There is a general apathy for such privacy agreements – especially as they pertain to online involvement. I agree that as users we need to be more mindful of where we are participating and what level of information we’re providing. But it would be refreshing to have an application available that offers a safe space to interact and communicate without fear of how our content could potentially be exploited. And maybe it’s not an issue of privacy at all, but rather of awareness and an increasing need for digital literacy across a very broad spectrum.

Ironically, I noticed this morning that Facebook has posted a short note regarding updates to its Terms of Use (only after excessively promoting it’s new “fan of” widget).

By posting User Content to any part of the Site, you automatically grant, and you represent and warrant that you have the right to grant, to the Company an irrevocable, perpetual, non-exclusive, transferable, fully paid, worldwide license (with the right to sublicense) to use, copy, publicly perform, publicly display, reformat, translate, excerpt (in whole or in part) and distribute such User Content for any purpose, commercial, advertising, or otherwise, on or in connection with the Site or the promotion thereof, to prepare derivative works of, or incorporate into other works, such User Content, and to grant and authorize sublicenses of the foregoing (read full Terms of Use).

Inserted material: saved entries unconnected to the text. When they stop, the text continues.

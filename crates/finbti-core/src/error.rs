use finbti_domain::AnswerError;
use thiserror::Error;

#[derive(Debug, Error)]
pub enum CoreError {
    #[error("Validation failed: {0}")]
    Validation(String),
    #[error("Invalid answer: {0}")]
    InvalidAnswer(#[from] AnswerError),
    #[error("Unknown question index: {0}")]
    UnknownQuestion(usize),
}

It’s a challenging read to say the least. While the responsibility may be on the participant to take the time to read such a document there should be a halfway point. A point where the application owner makes such a critical document digestible to the greater public. Maybe even an abridged version that outlines the recent changes and summarizes the items of importance. But then again, an informed participant could be a dangerous one – with the onset of awareness, active disagreement and a call for change may not be far behind.

 

web trend map
Courtesy of Information Architects Japan (wanna learn more)

 

One of the questions being asked about social networking is simply – what’s next. The conversation has been hovering around the idea of mobile social networking and the role of email as the next incarnations of social networks.

The New York Times published an interesting article entitled, Inbox 2.0: Yahoo and Google to Turn E-Mail Into a Social Network.

Ignore Orkut, OpenSocial, Yahoo Mash and Yahoo 360. Google and Yahoo have come up with new and very similar plans to respond to the challenge from MySpace and Facebook: They hope to turn their e-mail systems and personalized home page services (iGoogle and MyYahoo) into social networks.

Web-based e-mail systems already contain much of what Facebook calls the social graph — the connections between people. That’s why the social networks offer to import the e-mail address books of new users to jump-start their list of friends. Yahoo and Google realize that they have this information and can use it to build their own services that connect people to their contacts.

PC Magazine looks at the same question in its article, A Social Networking River Runs Through Web Mail.

Were either Google or Yahoo to roll its vast network of Web mail users into a social network, allowing users to display personal profiles and connect with others, either could challenge Facebook and MySpace nearly overnight.

Either or both would instantly have a user base more significant than the social networking giants have, and would also, like IBM Lotus Connections, have the advantage of an e-mail platform base.

What does this mean for social networking sites like Facebook and MySpace or what is the commercial impact on organizations only now getting up to speed on how to use such spaces? The pace at which society and technology is changing stresses a new level of urgency for proactive openness in order to fully understand, appreciate and adopt such shifts as they occur.